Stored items
....

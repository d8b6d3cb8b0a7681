use serde::{Deserialize, Serialize};

/// Symbol metadata from market data providers.
///
/// Providers fill whatever they know; every field may be absent and callers
/// apply their own defaults.
#[derive(Clone, Debug, Default, PartialEq, Serialize, Deserialize)]
pub struct QuoteInfo {
    /// Symbol as reported by the provider (e.g., "AAPL")
    #[serde(skip_serializing_if = "Option::is_none")]
    pub symbol: Option<String>,

    /// Full company name (e.g., "Apple Inc.")
    #[serde(skip_serializing_if = "Option::is_none")]
    pub long_name: Option<String>,

    /// Short display name
    #[serde(skip_serializing_if = "Option::is_none")]
    pub short_name: Option<String>,

    /// Previous session's closing price
    #[serde(skip_serializing_if = "Option::is_none")]
    pub previous_close: Option<f64>,

    /// Session volume
    #[serde(skip_serializing_if = "Option::is_none")]
    pub volume: Option<u64>,

    /// Market capitalization
    #[serde(skip_serializing_if = "Option::is_none")]
    pub market_cap: Option<u64>,

    /// Quote currency (ISO 4217)
    #[serde(skip_serializing_if = "Option::is_none")]
    pub currency: Option<String>,

    /// Exchange code (e.g., "NMS")
    #[serde(skip_serializing_if = "Option::is_none")]
    pub exchange: Option<String>,

    /// Business sector (e.g., "Technology")
    #[serde(skip_serializing_if = "Option::is_none")]
    pub sector: Option<String>,

    /// Industry within sector (e.g., "Consumer Electronics")
    #[serde(skip_serializing_if = "Option::is_none")]
    pub industry: Option<String>,

    /// Company website URL
    #[serde(skip_serializing_if = "Option::is_none")]
    pub website: Option<String>,

    /// Logo URL
    #[serde(skip_serializing_if = "Option::is_none")]
    pub logo_url: Option<String>,

    /// 52-week high price
    #[serde(skip_serializing_if = "Option::is_none")]
    pub fifty_two_week_high: Option<f64>,

    /// 52-week low price
    #[serde(skip_serializing_if = "Option::is_none")]
    pub fifty_two_week_low: Option<f64>,
}

impl QuoteInfo {
    /// Create a new empty info record
    pub fn new() -> Self {
        Self::default()
    }

    /// Create a record with the symbol and long name set
    pub fn with_name(symbol: impl Into<String>, name: impl Into<String>) -> Self {
        Self {
            symbol: Some(symbol.into()),
            long_name: Some(name.into()),
            ..Default::default()
        }
    }

    /// Set the previous close
    pub fn previous_close(mut self, previous_close: f64) -> Self {
        self.previous_close = Some(previous_close);
        self
    }

    /// Set the sector
    pub fn sector(mut self, sector: impl Into<String>) -> Self {
        self.sector = Some(sector.into());
        self
    }

    /// Set the industry
    pub fn industry(mut self, industry: impl Into<String>) -> Self {
        self.industry = Some(industry.into());
        self
    }

    /// Set the exchange
    pub fn exchange(mut self, exchange: impl Into<String>) -> Self {
        self.exchange = Some(exchange.into());
        self
    }
}
//! Market data provider abstractions and implementations.
//!
//! This module contains:
//! - The `MarketDataProvider` trait that all providers implement
//! - The Yahoo Finance implementation
//!
//! The quote service only depends on the trait, so tests substitute their
//! own providers and a second vendor can be added without touching the
//! resolvers.

mod traits;

pub mod yahoo;

pub use traits::MarketDataProvider;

....

▶ **Work request**
Give the data again. Keep every line identical.

▶ **Task result**
repository d8b6d3cb8b0a7681
use serde::{Deserialize, Serialize};

/// Symbol metadata from market data providers.
///
/// Providers fill whatever they know; every field may be absent and callers
/// apply their own defaults.
#[derive(Clone, Debug, Default, PartialEq, Serialize, Deserialize)]
pub struct QuoteInfo {
    /// Symbol as reported by the provider (e.g., "AAPL")
    #[serde(skip_serializing_if = "Option::is_none")]
    pub symbol: Option<String>,

    /// Full company name (e.g., "Apple Inc.")
    #[serde(skip_serializing_if = "Option::is_none")]
    pub long_name: Option<String>,

    /// Short display name
    #[serde(skip_serializing_if = "Option::is_none")]
    pub short_name: Option<String>,

    /// Previous session's closing price
    #[serde(skip_serializing_if = "Option::is_none")]
    pub previous_close: Option<f64>,

    /// Session volume
    #[serde(skip_serializing_if = "Option::is_none")]
    pub volume: Option<u64>,

    /// Market capitalization
    #[serde(skip_serializing_if = "Option::is_none")]
    pub market_cap: Option<u64>,

    /// Quote currency (ISO 4217)
    #[serde(skip_serializing_if = "Option::is_none")]
    pub currency: Option<String>,

    /// Exchange code (e.g., "NMS")
    #[serde(skip_serializing_if = "Option::is_none")]
    pub exchange: Option<String>,

    /// Business sector (e.g., "Technology")
    #[serde(skip_serializing_if = "Option::is_none")]
    pub sector: Option<String>,

    /// Industry within sector (e.g., "Consumer Electronics")
    #[serde(skip_serializing_if = "Option::is_none")]
    pub industry: Option<String>,

    /// Company website URL
    #[serde(skip_serializing_if = "Option::is_none")]
    pub website: Option<String>,

    /// Logo URL
    #[serde(skip_serializing_if = "Option::is_none")]
    pub logo_url: Option<String>,

    /// 52-week high price
    #[serde(skip_serializing_if = "Option::is_none")]
    pub fifty_two_week_high: Option<f64>,

    /// 52-week low price
    #[serde(skip_serializing_if = "Option::is_none")]
    pub fifty_two_week_low: Option<f64>,
}

impl QuoteInfo {
    /// Create a new empty info record
    pub fn new() -> Self {
        Self::default()
    }

    /// Create a record with the symbol and long name set
    pub fn with_name(symbol: impl Into<String>, name: impl Into<String>) -> Self {
        Self {
            symbol: Some(symbol.into()),
            long_name: Some(name.into()),
            ..Default::default()
        }
    }

    /// Set the previous close
    pub fn previous_close(mut self, previous_close: f64) -> Self {
        self.previous_close = Some(previous_close);
        self
    }

    /// Set the sector
    pub fn sector(mut self, sector: impl Into<String>) -> Self {
        self.sector = Some(sector.into());
        self
    }

    /// Set the industry
    pub fn industry(mut self, industry: impl Into<String>) -> Self {
        self.industry = Some(industry.into());
        self
    }

    /// Set the exchange
    pub fn exchange(mut self, exchange: impl Into<String>) -> Self {
        self.exchange = Some(exchange.into());
        self
    }
}
//! Market data provider abstractions and implementations.
//!
//! This module contains:
//! - The `MarketDataProvider` trait that all providers implement
//! - The Yahoo Finance implementation
//!
//! The quote service only depends on the trait, so tests substitute their
//! own providers and a second vendor can be added without touching the
//! resolvers.

mod traits;

pub mod yahoo;

pub use traits::MarketDataProvider;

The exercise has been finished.